Enquanto os homens se arrastavam até à mesa de pedra do quintal para fumarem e acabarem com a garrafa de bagaço e as crianças jogavam ao esconde-esconde ou à macaca, as mulheres afadigavam-se para arrumarem a cozinha. No dia anterior, a elas tinha cabido a ida ao cemitério, levar os baldes, os materiais de limpeza e as flores, para as “suas” campas ficarem a brilhar e os arranjos dignos de inveja.

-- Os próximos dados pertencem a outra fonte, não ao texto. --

use super::*;

fn input_with_items(items: Vec<OrderItemInput>) -> CreateOrderInput {
    CreateOrderInput {
        items,
        ..sample_input()
    }
}

#[tokio::test]
async fn test_rejects_zero_and_negative_quantity() {
    let engine = test_engine().await;
    for quantity in [0, -1] {
        let input = input_with_items(vec![OrderItemInput {
            name: "Pizza".to_string(),
            quantity,
            unit_price: 10.0,
        }]);
        let err = engine.create_order(&ctx(), input).await.unwrap_err();
        assert!(matches!(err, LifecycleError::Validation(_)));
    }
}

#[tokio::test]
async fn test_rejects_non_finite_and_negative_prices() {
    let engine = test_engine().await;
    for unit_price in [f64::NAN, f64::INFINITY, -0.01] {
        let input = input_with_items(vec![OrderItemInput {
            name: "Pizza".to_string(),
            quantity: 1,
            unit_price,
        }]);
        let err = engine.create_order(&ctx(), input).await.unwrap_err();
        assert!(matches!(err, LifecycleError::Validation(_)));
    }
}

#[tokio::test]
async fn test_rejects_blank_item_name() {
    let engine = test_engine().await;
    let input = input_with_items(vec![OrderItemInput {
        name: "   ".to_string(),
        quantity: 1,
        unit_price: 10.0,
    }]);
    let err = engine.create_order(&ctx(), input).await.unwrap_err();
    assert!(matches!(err, LifecycleError::Validation(_)));
}

#[tokio::test]
async fn test_rejects_negative_fee_override() {
    let engine = test_engine().await;
    let input = CreateOrderInput {
        delivery_fee: Some(-1.0),
        ..sample_input()
    };
    let err = engine.create_order(&ctx(), input).await.unwrap_err();
    assert!(matches!(err, LifecycleError::Validation(_)));
}

#[tokio::test]
async fn test_fee_override_replaces_restaurant_default() {
    let engine = test_engine().await;
    let input = CreateOrderInput {
        delivery_fee: Some(0.0),
        ..sample_input()
    };
    let order = engine.create_order(&ctx(), input).await.unwrap();
    assert_eq!(order.delivery_fee, 0.0);
    assert_eq!(order.total_amount, order.subtotal);
}

#[tokio::test]
async fn test_fractional_prices_round_half_up() {
    let engine = test_engine().await;
    let input = input_with_items(vec![OrderItemInput {
        name: "Espresso".to_string(),
        quantity: 3,
        unit_price: 1.115,
    }]);
    let order = engine.create_order(&ctx(), input).await.unwrap();
    // 3 x 1.115 = 3.345 → 3.35, never 3.3449999...
    assert_eq!(order.subtotal, 3.35);
    assert_eq!(order.items[0].line_total, 3.35);
}

#[tokio::test]
async fn test_rejects_invalid_email() {
    let engine = test_engine().await;
    let input = CreateOrderInput {
        customer_email: Some("not-an-email".to_string()),
        ..sample_input()
    };
    let err = engine.create_order(&ctx(), input).await.unwrap_err();
    assert!(matches!(err, LifecycleError::Validation(_)));
}

#[tokio::test]
async fn test_unknown_restaurant_rejected() {
    let engine = test_engine().await;
    let ghost = TenantContext::new("rest-ghost".to_string(), "user-1".to_string());
    let err = engine.create_order(&ghost, sample_input()).await.unwrap_err();
    assert!(matches!(err, LifecycleError::NotFound(_)));
}

#[tokio::test]
async fn test_unicode_customer_fields_survive() {
    let engine = test_engine().await;
    let input = CreateOrderInput {
        customer_name: "José García 王伟".to_string(),
        delivery_address: "Çalışkan Sokak 5, İstanbul".to_string(),
        ..sample_input()
    };
    let order = engine.create_order(&ctx(), input).await.unwrap();
    let reread = engine.get_order(&ctx(), &order.id).await.unwrap();
    assert_eq!(reread.customer_name, "José García 王伟");
    assert_eq!(reread.delivery_address, "Çalışkan Sokak 5, İstanbul");
}

#[tokio::test]
async fn test_estimates_derive_from_prep_time() {
    let engine = test_engine().await;
    let before = Utc::now();
    let order = create_order(&engine).await;

    let prep = order.estimated_ready_at - order.created_at;
    assert_eq!(prep.num_minutes(), 20);
    let window = order.estimated_delivery_at - order.estimated_ready_at;
    assert_eq!(window.num_minutes(), 30);
    assert!(order.created_at >= before - chrono::Duration::seconds(1));
}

Juntavam-se, então, ao portão da
quinta e iam, em passo lento, até ao cemitério. Uma pequena feira de vaidades,
essa visita. Sussurravam-se críticas e elogios, cumprimentavam-se aqueles que
só nesse dia se deslocavam à aldeia, enchiam-se os caminhos esconsos de “filhos
Pródigos”.
Joana nunca gostara dessa data. Os
primos mais velhos, João Maria e Manuel António, olhavam-na do alto dos seus 15
e 17 anos vividos no Porto, como se fossem príncipes e ela encolhia-se no
vestido novo, soquetes brancas e sapatos de verniz devidos ao Domingo, apesar
de os 14 anos já lhe permitirem umas meias de vidro e uns sapatos de meio
tacão. Vingava-se a atiçar-lhes o cão e a meter-lhes minhocas pela roupa
dentro!
Havia, porém, uma coisa que a
incomodava ainda mais do que a atitude altiva dos primos, o tempo passado junto
às campas. Jurava que os mortos se agitavam, falavam entre si e, no caso das
crianças falecidas, até choravam, despertadas do seu sono.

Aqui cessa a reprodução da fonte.